Dataset entries
● ● ●
// ============================================================================
// SEED DATA - Mock dataset loaded at start-up
// ============================================================================

use crate::models::{
    Event, EventCategory, Listing, ListingCategory, Post, PostAuthor, Question,
    QuestionCategory, QuestionStatus, RateType, Service, ServiceCategory,
};
use crate::store::Engagement;
use chrono::{Duration, NaiveDate, Utc};
use uuid::Uuid;

fn hours_ago(hours: i64) -> i64 {
    (Utc::now() - Duration::hours(hours)).timestamp()
}

fn strings(values: &[&str]) -> Vec<String> {
    values.iter().map(|v| v.to_string()).collect()
}

fn author(name: &str, year: &str, department: &str) -> PostAuthor {
    PostAuthor {
        name: name.into(),
        year: year.into(),
        department: department.into(),
    }
}

pub fn posts() -> Vec<Post> {
    vec![
        Post {
            id: Uuid::new_v4(),
            author: author("Sarah Chen", "3rd Year", "Computer Science"),
            created_by: None,
            content: "Just finished my machine learning project! Anyone interested in collaborative coding sessions? Let's build something amazing together! #MachineLearning #Coding #Collaboration".into(),
            image: Some("/api/placeholder/600/300".into()),
            created_at: hours_ago(2),
            likes: Engagement::new(false, 24),
            comments: 8,
            shares: 3,
            saved: false,
            tags: strings(&["academic", "technology"]),
        },
        Post {
            id: Uuid::new_v4(),
            author: author("Alex Rodriguez", "2nd Year", "Business Administration"),
            created_by: None,
            content: "Organizing a study group for Economics 201! We meet every Tuesday at 7 PM in the library. Join us for collaborative learning and exam prep. DM me for details!".into(),
            image: None,
            created_at: hours_ago(4),
            likes: Engagement::new(true, 16),
            comments: 12,
            shares: 7,
            saved: true,
            tags: strings(&["academic", "study-group"]),
        },
        Post {
            id: Uuid::new_v4(),
            author: author("Maya Patel", "4th Year", "Art & Design"),
            created_by: None,
            content: "Selling my Design Fundamentals textbooks! Perfect condition, barely used. Great for first and second-year students. Reasonable prices! #TextbookSale #DesignStudents".into(),
            image: None,
            created_at: hours_ago(6),
            likes: Engagement::new(false, 9),
            comments: 5,
            shares: 2,
            saved: false,
            tags: strings(&["marketplace", "textbooks"]),
        },
    ]
}

pub fn listings() -> Vec<Listing> {
    vec![
        Listing {
            id: Uuid::new_v4(),
            title: "Data Structures & Algorithms Textbook".into(),
            price: 45,
            category: ListingCategory::Books,
            condition: "Like New".into(),
            description: "Comprehensive DSA textbook with practice problems. Perfect for CS students!".into(),
            seller: "Sarah Chen".into(),
            created_by: None,
            location: "Dorm Block A".into(),
            rating: Some(4.9),
            created_at: hours_ago(2),
            tags: strings(&["computer-science", "textbook", "algorithms"]),
            saved: false,
        },
        Listing {
            id: Uuid::new_v4(),
            title: "Campus Cafeteria Food Coupons (5x)".into(),
            price: 25,
            category: ListingCategory::Food,
            condition: "Unused".into(),
            description: "5 meal coupons for main cafeteria. Valid for 2 months. Great value!".into(),
            seller: "Alex Rodriguez".into(),
            created_by: None,
            location: "Student Center".into(),
            rating: Some(4.7),
            created_at: hours_ago(4),
            tags: strings(&["food", "cafeteria", "meal-plan"]),
            saved: false,
        },
        Listing {
            id: Uuid::new_v4(),
            title: "MacBook Pro 13\" (2021)".into(),
            price: 800,
            category: ListingCategory::Electronics,
            condition: "Excellent".into(),
            description: "Barely used MacBook Pro with M1 chip. Perfect for coding and design work.".into(),
            seller: "Maya Patel".into(),
            created_by: None,
            location: "Engineering Building".into(),
            rating: Some(5.0),
            created_at: hours_ago(24),
            tags: strings(&["laptop", "apple", "programming"]),
            saved: false,
        },
    ]
}

fn date(year: i32, month: u32, day: u32) -> NaiveDate {
    NaiveDate::from_ymd_opt(year, month, day).unwrap_or_default()
}

pub fn events() -> Vec<Event> {
    vec![
        Event {
            id: Uuid::new_v4(),
            title: "Web Development Workshop".into(),
            description: "Learn React, Node.js, and full-stack development with hands-on projects.".into(),
            date: date(2024, 1, 20),
            time: "2:00 PM - 5:00 PM".into(),
            venue: "Computer Lab B".into(),
            organizer: "Tech Society".into(),
            created_by: None,
            category: EventCategory::Workshop,
            capacity: 50,
            registered: Engagement::new(false, 23),
            price: 0,
            tags: strings(&["programming", "react", "web-dev"]),
            favorite: false,
            created_at: hours_ago(48),
        },
        Event {
            id: Uuid::new_v4(),
            title: "Annual Cultural Festival".into(),
            description: "Celebrate diversity with music, dance, food, and art from around the world.".into(),
            date: date(2024, 1, 25),
            time: "6:00 PM - 11:00 PM".into(),
            venue: "Main Auditorium".into(),
            organizer: "Cultural Committee".into(),
            created_by: None,
            category: EventCategory::Cultural,
            capacity: 500,
            registered: Engagement::new(true, 387),
            price: 15,
            tags: strings(&["festival", "cultural", "music", "dance"]),
            favorite: true,
            created_at: hours_ago(72),
        },
        Event {
            id: Uuid::new_v4(),
            title: "Entrepreneurship Pitch Competition".into(),
            description: "Present your startup ideas to industry experts and win funding opportunities.".into(),
            date: date(2024, 1, 22),
            time: "10:00 AM - 4:00 PM".into(),
            venue: "Business Center".into(),
            organizer: "Entrepreneur Club".into(),
            created_by: None,
            category: EventCategory::Academic,
            capacity: 100,
            registered: Engagement::new(false, 67),
            price: 5,
            tags: strings(&["entrepreneurship", "startup", "competition"]),
            favorite: false,
            created_at: hours_ago(96),
        },
    ]
}

pub fn services() -> Vec<Service> {
    vec![
        Service {
            id: Uuid::new_v4(),
            title: "Calculus & Linear Algebra Tutoring".into(),
            description: "Experienced math tutor offering personalized sessions for calculus and linear algebra. Proven track record of helping students improve grades.".into(),
            provider: "Sarah Chen".into(),
            created_by: None,
            category: ServiceCategory::Tutoring,
            rate: 25,
            rate_type: RateType::Hour,
            rating: Some(4.9),
            review_count: 34,
            experience: "3 years".into(),
            skills: strings(&["Calculus", "Linear Algebra", "Statistics", "Differential Equations"]),
            availability: "Mon-Fri 2-8 PM".into(),
            verified: true,
            response_time: "< 2 hours".into(),
            saved: false,
            created_at: hours_ago(24),
        },
        Service {
            id: Uuid::new_v4(),
            title: "Logo & Brand Design Services".into(),
            description: "Professional graphic designer specializing in logos, branding, and marketing materials for student projects and startups.".into(),
            provider: "Alex Rodriguez".into(),
            created_by: None,
            category: ServiceCategory::Design,
            rate: 150,
            rate_type: RateType::Project,
            rating: Some(4.8),
            review_count: 28,
            experience: "2 years".into(),
            skills: strings(&["Adobe Creative Suite", "Figma", "Branding", "UI/UX"]),
            availability: "Flexible".into(),
            verified: true,
            response_time: "< 4 hours".into(),
            saved: false,
            created_at: hours_ago(48),
        },
        Service {
            id: Uuid::new_v4(),
            title: "Web Development & React Training".into(),
            description: "Full-stack developer offering coding lessons and project assistance. From basics to advanced React concepts.".into(),
            provider: "Maya Patel".into(),
            created_by: None,
            category: ServiceCategory::Programming,
            rate: 30,
            rate_type: RateType::Hour,
            rating: Some(5.0),
            review_count: 22,
            experience: "4 years".into(),
            skills: strings(&["React", "Node.js", "JavaScript", "Python", "MongoDB"]),
            availability: "Weekends & Evenings".into(),
            verified: true,
            response_time: "< 1 hour".into(),
            saved: false,
            created_at: hours_ago(72),
        },
        Service {
            id: Uuid::new_v4(),
            title: "Event Photography & Portraits".into(),
            description: "Professional photographer for campus events, graduation photos, and portfolio shoots. High-quality images at student-friendly rates.".into(),
            provider: "David Kim".into(),
            created_by: None,
            category: ServiceCategory::Photography,
            rate: 75,
            rate_type: RateType::Session,
            rating: Some(4.7),
            review_count: 41,
            experience: "3 years".into(),
            skills: strings(&["Portrait Photography", "Event Photography", "Photo Editing", "Adobe Lightroom"]),
            availability: "Weekends".into(),
            verified: false,
            response_time: "< 6 hours".into(),
            saved: false,
            created_at: hours_ago(96),
        },
    ]
}

pub fn questions() -> Vec<Question> {
    vec![
        Question {
            id: Uuid::new_v4(),
            title: "Where can I find study rooms for group projects?".into(),
            description: "I'm looking for quiet study spaces that can accommodate 4-5 students for our semester project. Preferably with whiteboards and power outlets.".into(),
            author: "Emma Wilson".into(),
            created_by: None,
            category: QuestionCategory::Campus,
            status: QuestionStatus::Answered,
            created_at: hours_ago(2),
            likes: Engagement::new(false, 8),
            replies: 3,
            tags: strings(&["study-rooms", "group-study", "campus"]),
        },
        Question {
            id: Uuid::new_v4(),
            title: "Best places to get affordable textbooks?".into(),
            description: "Need recommendations for buying used textbooks for Computer Science courses. Looking for both online and local options.".into(),
            author: "James Chen".into(),
            created_by: None,
            category: QuestionCategory::Academic,
            status: QuestionStatus::Open,
            created_at: hours_ago(4),
            likes: Engagement::new(true, 12),
            replies: 7,
            tags: strings(&["textbooks", "computer-science", "budget"]),
        },
        Question {
            id: Uuid::new_v4(),
            title: "How to connect laptop to campus WiFi?".into(),
            description: "Having trouble connecting my new laptop to the campus network. The IT website instructions aren't working for me.".into(),
            author: "Sofia Rodriguez".into(),
            created_by: None,
            category: QuestionCategory::Technical,
            status: QuestionStatus::Answered,
            created_at: hours_ago(6),
            likes: Engagement::new(false, 5),
            replies: 2,
            tags: strings(&["wifi", "technical-support", "laptop"]),
        },
        Question {
            id: Uuid::new_v4(),
            title: "Anyone interested in forming a photography club?".into(),
            description: "I'm passionate about photography and would love to start a club. Looking for fellow photography enthusiasts to join!".into(),
            author: "Alex Thompson".into(),
            created_by: None,
            category: QuestionCategory::Events,
            status: QuestionStatus::Open,
            created_at: hours_ago(24),
            likes: Engagement::new(false, 15),
            replies: 9,
            tags: strings(&["photography", "club", "hobby"]),
        },
    ]
}

#[cfg(test)]
mod tests {
    use super::*;
    use crate::collection::{Filter, Selection};
    use crate::store::{ItemStore, Record};
    use std::collections::HashSet;

    #[test]
    fn seed_ids_are_unique() {
        let ids: HashSet<Uuid> = posts()
            .iter()
            .map(Record::id)
            .chain(listings().iter().map(Record::id))
            .chain(events().iter().map(Record::id))
            .chain(services().iter().map(Record::id))
            .chain(questions().iter().map(Record::id))
            .collect();
        assert_eq!(ids.len(), 17);
    }

    #[test]
    fn seeded_feed_filters() {
        let store = ItemStore::seeded(posts());

        let academic = Filter::new().category(Selection::Only(crate::models::FeedTopic::Academic));
        let authors: Vec<_> = academic
            .apply(store.all())
            .map(|p| p.author.name.as_str())
            .collect();
        assert_eq!(authors, vec!["Sarah Chen", "Alex Rodriguez"]);

        assert_eq!(Filter::new().query("zzz-no-match").apply(store.all()).count(), 0);
    }

    #[test]
    fn seeded_questions_by_status() {
        let store = ItemStore::seeded(questions());
        let open = Filter::new().status(Selection::Only(QuestionStatus::Open));
        let titles: Vec<_> = open.apply(store.all()).map(|q| q.title.as_str()).collect();
        assert_eq!(
            titles,
            vec![
                "Best places to get affordable textbooks?",
                "Anyone interested in forming a photography club?"
            ]
        );
    }
}
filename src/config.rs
// ============================================================================
// CONFIGURATION - Environment driven settings (loaded after dotenvy)
// ============================================================================

#[derive(Debug, thiserror::Error)]
pub enum ConfigError {
    #[error("{0} must be set")]
    Missing(&'static str),
    #[error("invalid value for {key}: `{value}`")]
    Invalid { key: &'static str, value: String },
}

#[derive(Debug, Clone)]
pub struct Config {
    pub bind_addr: String,
    pub jwt_secret: String,
    /// Domain suffix a sign-in email must end with, e.g. `.edu`.
    pub email_suffix: String,
    pub session_ttl_hours: i64,
    /// Load the mock dataset at start-up.
    pub seed_demo: bool,
}

impl Config {
    pub fn from_env() -> Result<Self, ConfigError> {
        Self::from_lookup(|key| std::env::var(key).ok())
    }

    pub fn from_lookup(lookup: impl Fn(&str) -> Option<String>) -> Result<Self, ConfigError> {
        let jwt_secret = lookup("JWT_SECRET")
            .filter(|s| !s.is_empty())
            .ok_or(ConfigError::Missing("JWT_SECRET"))?;

        let session_ttl_hours = match lookup("SESSION_TTL_HOURS") {
            None => 24,
            Some(raw) => raw
                .parse::<i64>()
                .ok()
                .filter(|hours| *hours > 0)
                .ok_or(ConfigError::Invalid {
                    key: "SESSION_TTL_HOURS",
                    value: raw,
                })?,
        };

        let seed_demo = match lookup("CAMPUS_SEED_DEMO").as_deref() {
            None | Some("1") | Some("true") | Some("yes") => true,
            Some("0") | Some("false") | Some("no") => false,
            Some(other) => {
                return Err(ConfigError::Invalid {
                    key: "CAMPUS_SEED_DEMO",
                    value: other.to_string(),
                });
            }
        };

        Ok(Self {
            bind_addr: lookup("CAMPUS_BIND_ADDR").unwrap_or_else(|| "0.0.0.0:3000".to_string()),
            jwt_secret,
            email_suffix: lookup("CAMPUS_EMAIL_SUFFIX")
                .unwrap_or_else(|| ".edu".to_string())
                .to_ascii_lowercase(),
            session_ttl_hours,
            seed_demo,
        })
    }
}

#[cfg(test)]
mod tests {
    use super::*;
    use std::collections::HashMap;

    fn load(pairs: &[(&str, &str)]) -> Result<Config, ConfigError> {
        let vars: HashMap<String, String> = pairs
            .iter()
            .map(|(k, v)| (k.to_string(), v.to_string()))
            .collect();
        Config::from_lookup(|key| vars.get(key).cloned())
    }

    #[test]
    fn defaults_apply_when_only_secret_is_set() {
        let config = load(&[("JWT_SECRET", "s3cret")]).unwrap();
        assert_eq!(config.bind_addr, "0.0.0.0:3000");
        assert_eq!(config.email_suffix, ".edu");
        assert_eq!(config.session_ttl_hours, 24);
        assert!(config.seed_demo);
    }

    #[test]
    fn secret_is_required() {
        assert!(matches!(load(&[]), Err(ConfigError::Missing("JWT_SECRET"))));
        assert!(matches!(
            load(&[("JWT_SECRET", "")]),
            Err(ConfigError::Missing("JWT_SECRET"))
        ));
    }

    #[test]
    fn bad_values_are_reported() {
        let err = load(&[("JWT_SECRET", "s"), ("SESSION_TTL_HOURS", "-3")]).unwrap_err();
        assert_eq!(err.to_string(), "invalid value for SESSION_TTL_HOURS: `-3`");

        assert!(load(&[("JWT_SECRET", "s"), ("CAMPUS_SEED_DEMO", "maybe")]).is_err());

        let config = load(&[
            ("JWT_SECRET", "s"),
            ("CAMPUS_SEED_DEMO", "false"),
            ("CAMPUS_EMAIL_SUFFIX", ".State.EDU"),
        ])
        .unwrap();
        assert!(!config.seed_demo);
        assert_eq!(config.email_suffix, ".state.edu");
    }
}
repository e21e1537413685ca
use axum::Json;
use chrono::Utc;

/// GET /health
/// Response: 200 OK with JSON
pub async fn health_check() -> Json<serde_json::Value> {
    Json(serde_json::json!({
      "status": "healthy",
      "timestamp": Utc::now().timestamp()
    }))
}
● ● ●
## What needs to be done:
Find and copy each line of the data where "interested" is present.

## Result of this task:
            content: "Just finished my machine learning project! Anyone interested in collaborative coding sessions? Let's build something amazing together! #MachineLearning #Coding #Collaboration".into(),
            title: "Anyone interested in forming a photography club?".into(),
                "Anyone interested in forming a photography club?"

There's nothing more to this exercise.